• [Task prompt] Print the listing that follows, character for character.
-- Opening Marker --
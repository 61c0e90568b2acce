//! Rule-based renames in the mirror folder
//!
//! When a task carries a rename rule, every file of its mirror folder whose
//! name changes under the rule is renamed, one request at a time with a
//! short pause in between. Refusals are collected, never raised.

use std::fmt;
use std::time::Duration;

use tracing::{debug, info, warn};

use sharemirror_core::domain::{RenameOutcome, Task};
use sharemirror_core::ports::IRemoteShareClient;

/// Default pause between rename requests
pub const DEFAULT_RENAME_PAUSE: Duration = Duration::from_millis(50);

/// One attempted rename
#[derive(Debug, Clone, PartialEq, Eq)]
pub struct RenameAttempt {
    pub from: String,
    pub to: String,
    /// `None` on success, the provider's reason otherwise
    pub failure: Option<String>,
}

/// All renames attempted for one task
#[derive(Debug, Clone, PartialEq, Eq)]
pub struct RenameReport {
    pub resource: String,
    pub attempts: Vec<RenameAttempt>,
}

impl RenameReport {
    pub fn renamed(&self) -> usize {
        self.attempts.iter().filter(|a| a.failure.is_none()).count()
    }

    pub fn failed(&self) -> usize {
        self.attempts.len() - self.renamed()
    }
}

impl fmt::Display for RenameReport {
    fn fmt(&self, f: &mut fmt::Formatter<'_>) -> fmt::Result {
        write!(f, "{} auto-rename:", self.resource)?;
        for a in &self.attempts {
            match &a.failure {
                None => write!(f, "\n  {} => {} ok", a.from, a.to)?,
                Some(reason) => write!(f, "\n  {} => {} failed: {}", a.from, a.to, reason)?,
            }
        }
        Ok(())
    }
}

/// Applies a task's rename rule to its mirror folder
#[derive(Debug, Clone)]
pub struct AutoRenamer {
    pause: Duration,
}

impl Default for AutoRenamer {
    fn default() -> Self {
        Self::new(DEFAULT_RENAME_PAUSE)
    }
}

impl AutoRenamer {
    pub fn new(pause: Duration) -> Self {
        Self { pause }
    }

    /// Renames matching files; `None` when the task has no rule or nothing matched
    ///
    /// Only a failed folder listing is an error.
    #[tracing::instrument(skip(self, client, task), fields(task_id = %task.id()))]
    pub async fn apply(
        &self,
        client: &dyn IRemoteShareClient,
        task: &Task,
    ) -> anyhow::Result<Option<RenameReport>> {
        let Some(rule) = task.rename_rule() else {
            return Ok(None);
        };

        let listing = client.list_files(task.target_folder_id()).await?;
        let planned: Vec<_> = listing
            .plain_files()
            .filter_map(|f| rule.apply(&f.name).map(|to| (f.id.clone(), f.name.clone(), to)))
            .collect();
        if planned.is_empty() {
            debug!("No file matches the rename rule");
            return Ok(None);
        }

        let mut attempts = Vec::with_capacity(planned.len());
        for (i, (id, from, to)) in planned.into_iter().enumerate() {
            if i > 0 {
                tokio::time::sleep(self.pause).await;
            }
            let failure = match client.rename_file(&id, &to).await {
                Ok(RenameOutcome::Renamed) => None,
                Ok(RenameOutcome::Rejected { code, message }) => {
                    Some(format!("{} ({})", message, code))
                }
                Err(e) => Some(format!("{e:#}")),
            };
            if let Some(reason) = &failure {
                warn!(from = %from, to = %to, reason = %reason, "Rename failed");
            }
            attempts.push(RenameAttempt { from, to, failure });
        }

        let report = RenameReport {
            resource: task.display_name(),
            attempts,
        };
        info!(renamed = report.renamed(), failed = report.failed(), "Auto-rename done");
        Ok(Some(report))
    }
}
-- Closing Marker --
• [Result of this task]
repository 61c0e90568b2acce
//! Rule-based renames in the mirror folder
//!
//! When a task carries a rename rule, every file of its mirror folder whose
//! name changes under the rule is renamed, one request at a time with a
//! short pause in between. Refusals are collected, never raised.

use std::fmt;
use std::time::Duration;

use tracing::{debug, info, warn};

use sharemirror_core::domain::{RenameOutcome, Task};
use sharemirror_core::ports::IRemoteShareClient;

/// Default pause between rename requests
pub const DEFAULT_RENAME_PAUSE: Duration = Duration::from_millis(50);

/// One attempted rename
#[derive(Debug, Clone, PartialEq, Eq)]
pub struct RenameAttempt {
    pub from: String,
    pub to: String,
    /// `None` on success, the provider's reason otherwise
    pub failure: Option<String>,
}

/// All renames attempted for one task
#[derive(Debug, Clone, PartialEq, Eq)]
pub struct RenameReport {
    pub resource: String,
    pub attempts: Vec<RenameAttempt>,
}

impl RenameReport {
    pub fn renamed(&self) -> usize {
        self.attempts.iter().filter(|a| a.failure.is_none()).count()
    }

    pub fn failed(&self) -> usize {
        self.attempts.len() - self.renamed()
    }
}

impl fmt::Display for RenameReport {
    fn fmt(&self, f: &mut fmt::Formatter<'_>) -> fmt::Result {
        write!(f, "{} auto-rename:", self.resource)?;
        for a in &self.attempts {
            match &a.failure {
                None => write!(f, "\n  {} => {} ok", a.from, a.to)?,
                Some(reason) => write!(f, "\n  {} => {} failed: {}", a.from, a.to, reason)?,
            }
        }
        Ok(())
    }
}

/// Applies a task's rename rule to its mirror folder
#[derive(Debug, Clone)]
pub struct AutoRenamer {
    pause: Duration,
}

impl Default for AutoRenamer {
    fn default() -> Self {
        Self::new(DEFAULT_RENAME_PAUSE)
    }
}

impl AutoRenamer {
    pub fn new(pause: Duration) -> Self {
        Self { pause }
    }

    /// Renames matching files; `None` when the task has no rule or nothing matched
    ///
    /// Only a failed folder listing is an error.
    #[tracing::instrument(skip(self, client, task), fields(task_id = %task.id()))]
    pub async fn apply(
        &self,
        client: &dyn IRemoteShareClient,
        task: &Task,
    ) -> anyhow::Result<Option<RenameReport>> {
        let Some(rule) = task.rename_rule() else {
            return Ok(None);
        };

        let listing = client.list_files(task.target_folder_id()).await?;
        let planned: Vec<_> = listing
            .plain_files()
            .filter_map(|f| rule.apply(&f.name).map(|to| (f.id.clone(), f.name.clone(), to)))
            .collect();
        if planned.is_empty() {
            debug!("No file matches the rename rule");
            return Ok(None);
        }

        let mut attempts = Vec::with_capacity(planned.len());
        for (i, (id, from, to)) in planned.into_iter().enumerate() {
            if i > 0 {
                tokio::time::sleep(self.pause).await;
            }
            let failure = match client.rename_file(&id, &to).await {
                Ok(RenameOutcome::Renamed) => None,
                Ok(RenameOutcome::Rejected { code, message }) => {
                    Some(format!("{} ({})", message, code))
                }
                Err(e) => Some(format!("{e:#}")),
            };
            if let Some(reason) = &failure {
                warn!(from = %from, to = %to, reason = %reason, "Rename failed");
            }
            attempts.push(RenameAttempt { from, to, failure });
        }

        let report = RenameReport {
            resource: task.display_name(),
            attempts,
        };
        info!(renamed = report.renamed(), failed = report.failed(), "Auto-rename done");
        Ok(Some(report))
    }
}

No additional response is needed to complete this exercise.